# Try it:
Look through the records below for the line with "must include at". Return that line and each one after it up to and including the line with "let response = service", exactly.

# Input for this task:
____
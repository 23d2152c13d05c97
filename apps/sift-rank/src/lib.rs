use std::{
	fs,
	path::{Path, PathBuf},
	sync::Arc,
};

use clap::Parser;
use color_eyre::eyre;
use serde::{Deserialize, Serialize};
use tracing_subscriber::EnvFilter;
use uuid::Uuid;

use sift_config::Config;
use sift_domain::Category;
use sift_service::{
	BoxFuture, Candidate, CategoryProvider, NeutralUsage, ScoredCandidate, SearchRequest,
	SiftService, SpanReport,
};
use sift_storage::{ConfigStore, FileStore, MemoryStore};

#[derive(Debug, Parser)]
#[command(
	version = sift_cli::VERSION,
	rename_all = "kebab",
	styles = sift_cli::styles(),
)]
pub struct Args {
	#[arg(long, short = 'c', value_name = "FILE")]
	pub config: Option<PathBuf>,
	#[arg(long, short = 'd', value_name = "FILE")]
	pub dataset: PathBuf,
	/// Replaces the queries listed in the dataset.
	#[arg(long = "query", short = 'q', value_name = "QUERY")]
	pub queries: Vec<String>,
	#[arg(long, value_name = "N")]
	pub max_results: Option<u32>,
	/// Collect span trees for every query.
	#[arg(long)]
	pub trace: bool,
	/// Emit span trees through the log as well.
	#[arg(long)]
	pub trace_output: bool,
}

#[derive(Debug, Deserialize)]
pub struct Dataset {
	pub providers: Vec<DatasetProvider>,
	#[serde(default)]
	pub queries: Vec<String>,
}

#[derive(Debug, Deserialize)]
pub struct DatasetProvider {
	pub name: String,
	pub category: Category,
	pub candidates: Vec<DatasetCandidate>,
}

#[derive(Debug, Deserialize)]
pub struct DatasetCandidate {
	pub title: String,
	pub subtitle: Option<String>,
	pub identifier: Option<String>,
}

#[derive(Debug, Serialize)]
pub struct RankOutput {
	pub provider_count: usize,
	pub queries: Vec<QueryReport>,
}

#[derive(Debug, Serialize)]
pub struct QueryReport {
	pub query: String,
	pub trace_id: Uuid,
	pub result_count: usize,
	pub items: Vec<ScoredCandidate>,
	#[serde(skip_serializing_if = "Option::is_none")]
	pub total_trace_ms: Option<f64>,
	#[serde(skip_serializing_if = "Option::is_none")]
	pub trace: Option<SpanReport>,
}

/// Serves a fixed candidate list for one category.
pub struct StaticProvider {
	name: String,
	category: Category,
	candidates: Vec<Candidate>,
}
impl StaticProvider {
	pub fn from_dataset(provider: DatasetProvider) -> Self {
		let DatasetProvider { name, category, candidates } = provider;
		let candidates = candidates
			.into_iter()
			.enumerate()
			.map(|(index, candidate)| Candidate {
				identifier: candidate.identifier.unwrap_or_else(|| format!("{name}:{index}")),
				title: candidate.title,
				subtitle: candidate.subtitle,
				category,
			})
			.collect();

		Self { name, category, candidates }
	}
}
impl CategoryProvider for StaticProvider {
	fn name(&self) -> &str {
		&self.name
	}

	fn category(&self) -> Category {
		self.category
	}

	fn candidates<'a>(&'a self, _query: &'a str) -> BoxFuture<'a, Vec<Candidate>> {
		let candidates = self.candidates.clone();

		Box::pin(async move { candidates })
	}
}

pub async fn run(args: Args) -> color_eyre::Result<()> {
	let config = match args.config.as_deref() {
		Some(path) => sift_config::load(path)?,
		None => Config::default(),
	};
	let filter = EnvFilter::new(config.service.log_level.clone());

	tracing_subscriber::fmt().with_env_filter(filter).with_writer(std::io::stderr).init();

	let store = open_store(&config)?;
	let dataset = load_dataset(&args.dataset)?;
	let output = rank(config, store, dataset, &args).await?;
	let json = serde_json::to_string_pretty(&output)?;

	println!("{json}");

	Ok(())
}

pub fn open_store(config: &Config) -> color_eyre::Result<Arc<dyn ConfigStore>> {
	match config.storage.path.as_ref() {
		Some(path) => Ok(Arc::new(FileStore::open(path)?)),
		None => Ok(Arc::new(MemoryStore::new())),
	}
}

pub fn load_dataset(path: &Path) -> color_eyre::Result<Dataset> {
	let raw = fs::read_to_string(path)?;
	let dataset: Dataset = serde_json::from_str(&raw)?;

	if dataset.providers.is_empty() {
		return Err(eyre::eyre!("Dataset must include at least one provider."));
	}

	Ok(dataset)
}

pub async fn rank(
	config: Config,
	store: Arc<dyn ConfigStore>,
	dataset: Dataset,
	args: &Args,
) -> color_eyre::Result<RankOutput> {
	let queries = if args.queries.is_empty() { dataset.queries } else { args.queries.clone() };

	if queries.is_empty() {
		return Err(eyre::eyre!("No queries given. Pass --query or list them in the dataset."));
	}

	let mut service = SiftService::new(config, store, Arc::new(NeutralUsage));

	if args.trace {
		service.tracer.set_enabled(true);
	}
	if args.trace_output {
		service.tracer.set_output_enabled(true);
	}

	for provider in dataset.providers {
		service.register(Arc::new(StaticProvider::from_dataset(provider)));
	}

	let mut reports = Vec::with_capacity(queries.len());

	for query in queries {
		let response = service
			.search(SearchRequest { query, max_results: args.max_results })
			.await?;

		tracing::debug!(
			trace_id = %response.trace_id,
			results = response.items.len(),
			"Ranked query."
		);

		reports.push(QueryReport {
			query: response.query,
			trace_id: response.trace_id,
			result_count: response.items.len(),
			items: response.items,
			total_trace_ms: response.trace.as_ref().map(SpanReport::total_duration_ms),
			trace: response.trace,
		});
	}

	Ok(RankOutput { provider_count: service.providers().len(), queries: reports })
}
//! Classification of how well a query matches a single candidate string.
//!
//! Tiers are evaluated in a fixed priority order and the first tier that fires is authoritative,
//! even when a later tier would produce a higher number.

use std::str::FromStr;

use serde::{Deserialize, Serialize};

pub const EXACT_QUALITY: f64 = 1.0;
pub const PREFIX_QUALITY: f64 = 0.9;
pub const WORD_START_MAX_QUALITY: f64 = 0.85;
pub const WORD_START_MIN_QUALITY: f64 = 0.6;
pub const FUZZY_MIN_QUALITY: f64 = 0.05;
pub const FUZZY_MAX_QUALITY: f64 = 0.6;
pub const SUBSTRING_QUALITY: f64 = 0.03;

const WORD_START_STEP: f64 = 0.05;
const WORD_START_MAX_PENALTY: f64 = 0.25;
const FUZZY_BASE: f64 = 0.3;
const FUZZY_CONSECUTIVE_BONUS: f64 = 0.1;
const FUZZY_GAP_PENALTY: f64 = 0.02;
const FUZZY_EARLY_BONUS: f64 = 0.2;
const FUZZY_EARLY_STEP: f64 = 0.01;
const FUZZY_LEADING_BONUS: f64 = 0.05;
const FUZZY_BOUNDARY_BONUS: f64 = 0.03;

const SEPARATORS: [char; 3] = [' ', '-', '_'];

#[derive(Debug, Clone, Copy, PartialEq, Eq, PartialOrd, Ord, Hash, Serialize, Deserialize)]
#[serde(rename_all = "snake_case")]
pub enum MatchType {
	Exact,
	Prefix,
	WordStart,
	Fuzzy,
	Substring,
	NoMatch,
}
impl MatchType {
	pub const ALL: [MatchType; 6] = [
		MatchType::Exact,
		MatchType::Prefix,
		MatchType::WordStart,
		MatchType::Fuzzy,
		MatchType::Substring,
		MatchType::NoMatch,
	];

	/// Reference ceiling for the tier; `None` for [`MatchType::NoMatch`].
	pub fn base_quality(self) -> Option<f64> {
		match self {
			MatchType::Exact => Some(EXACT_QUALITY),
			MatchType::Prefix => Some(PREFIX_QUALITY),
			MatchType::WordStart => Some(WORD_START_MAX_QUALITY),
			MatchType::Fuzzy => Some(FUZZY_MAX_QUALITY),
			MatchType::Substring => Some(SUBSTRING_QUALITY),
			MatchType::NoMatch => None,
		}
	}

	/// Inclusive quality band a result of this tier must fall in.
	pub fn band(self) -> (f64, f64) {
		match self {
			MatchType::Exact => (EXACT_QUALITY, EXACT_QUALITY),
			MatchType::Prefix => (PREFIX_QUALITY, PREFIX_QUALITY),
			MatchType::WordStart => (WORD_START_MIN_QUALITY, WORD_START_MAX_QUALITY),
			MatchType::Fuzzy => (FUZZY_MIN_QUALITY, FUZZY_MAX_QUALITY),
			MatchType::Substring => (SUBSTRING_QUALITY, SUBSTRING_QUALITY),
			MatchType::NoMatch => (0.0, 0.0),
		}
	}

	pub fn as_str(self) -> &'static str {
		match self {
			MatchType::Exact => "exact",
			MatchType::Prefix => "prefix",
			MatchType::WordStart => "word_start",
			MatchType::Fuzzy => "fuzzy",
			MatchType::Substring => "substring",
			MatchType::NoMatch => "no_match",
		}
	}
}

impl FromStr for MatchType {
	type Err = String;

	fn from_str(value: &str) -> Result<Self, Self::Err> {
		MatchType::ALL
			.into_iter()
			.find(|match_type| match_type.as_str() == value)
			.ok_or_else(|| format!("Unknown match type: {value}."))
	}
}

#[derive(Debug, Clone, Copy, PartialEq, Serialize, Deserialize)]
pub struct MatchResult {
	pub quality: f64,
	pub match_type: MatchType,
}
impl MatchResult {
	pub const NO_MATCH: MatchResult = MatchResult { quality: 0.0, match_type: MatchType::NoMatch };

	fn new(match_type: MatchType, quality: f64) -> Self {
		let (min, max) = match_type.band();

		Self { quality: quality.clamp(min, max), match_type }
	}

	pub fn is_match(&self) -> bool {
		self.match_type != MatchType::NoMatch
	}
}

/// Classifies `target` against `query`, case-insensitively.
pub fn analyze(query: &str, target: &str) -> MatchResult {
	if query.is_empty() || target.is_empty() {
		return MatchResult::NO_MATCH;
	}

	let query = query.to_lowercase();
	let target = target.to_lowercase();

	if target == query {
		return MatchResult::new(MatchType::Exact, EXACT_QUALITY);
	}
	if target.starts_with(&query) {
		return MatchResult::new(MatchType::Prefix, PREFIX_QUALITY);
	}
	if let Some(word_index) = word_start_index(&query, &target) {
		let penalty = (word_index as f64 * WORD_START_STEP).min(WORD_START_MAX_PENALTY);

		return MatchResult::new(MatchType::WordStart, WORD_START_MAX_QUALITY - penalty);
	}

	let query_chars: Vec<char> = query.chars().collect();
	let target_chars: Vec<char> = target.chars().collect();
	let Some(positions) = subsequence_positions(&query_chars, &target_chars) else {
		return MatchResult::NO_MATCH;
	};

	// A contiguous run that is neither a prefix nor a word start is the weakest tier.
	if target.contains(&query) {
		return MatchResult::new(MatchType::Substring, SUBSTRING_QUALITY);
	}

	MatchResult::new(MatchType::Fuzzy, fuzzy_quality(&positions, &target_chars))
}

fn is_separator(ch: char) -> bool {
	SEPARATORS.contains(&ch)
}

/// Index of the first word (counting non-empty words only) from whose start the rest of the
/// target begins with `query`.
fn word_start_index(query: &str, target: &str) -> Option<usize> {
	let mut word_index = 0_usize;
	let mut at_boundary = true;

	for (offset, ch) in target.char_indices() {
		if is_separator(ch) {
			at_boundary = true;

			continue;
		}
		if at_boundary {
			if target[offset..].starts_with(query) {
				return Some(word_index);
			}

			word_index += 1;
			at_boundary = false;
		}
	}

	None
}

/// Leftmost in-order positions of every query character within the target.
fn subsequence_positions(query: &[char], target: &[char]) -> Option<Vec<usize>> {
	let mut positions = Vec::with_capacity(query.len());
	let mut cursor = 0_usize;

	for ch in query {
		let offset = target[cursor..].iter().position(|candidate| candidate == ch)?;

		positions.push(cursor + offset);

		cursor += offset + 1;
	}

	Some(positions)
}

fn fuzzy_quality(positions: &[usize], target: &[char]) -> f64 {
	let mut quality = FUZZY_BASE;

	for pair in positions.windows(2) {
		let gap = pair[1] - pair[0];

		if gap == 1 {
			quality += FUZZY_CONSECUTIVE_BONUS;
		} else {
			let extra = (gap - 1) as f64;

			quality -= extra * extra * FUZZY_GAP_PENALTY;
		}
	}

	if let Some(&first) = positions.first() {
		quality += (FUZZY_EARLY_BONUS - first as f64 * FUZZY_EARLY_STEP).max(0.0);
	}

	for &position in positions {
		if position == 0 {
			quality += FUZZY_LEADING_BONUS;
		} else if is_separator(target[position - 1]) {
			quality += FUZZY_BOUNDARY_BONUS;
		}
	}

	quality.clamp(FUZZY_MIN_QUALITY, FUZZY_MAX_QUALITY)
}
____
# Completed exercise:
		return Err(eyre::eyre!("Dataset must include at least one provider."));
	}

	Ok(dataset)
}

pub async fn rank(
	config: Config,
	store: Arc<dyn ConfigStore>,
	dataset: Dataset,
	args: &Args,
) -> color_eyre::Result<RankOutput> {
	let queries = if args.queries.is_empty() { dataset.queries } else { args.queries.clone() };

	if queries.is_empty() {
		return Err(eyre::eyre!("No queries given. Pass --query or list them in the dataset."));
	}

	let mut service = SiftService::new(config, store, Arc::new(NeutralUsage));

	if args.trace {
		service.tracer.set_enabled(true);
	}
	if args.trace_output {
		service.tracer.set_output_enabled(true);
	}

	for provider in dataset.providers {
		service.register(Arc::new(StaticProvider::from_dataset(provider)));
	}

	let mut reports = Vec::with_capacity(queries.len());

	for query in queries {
		let response = service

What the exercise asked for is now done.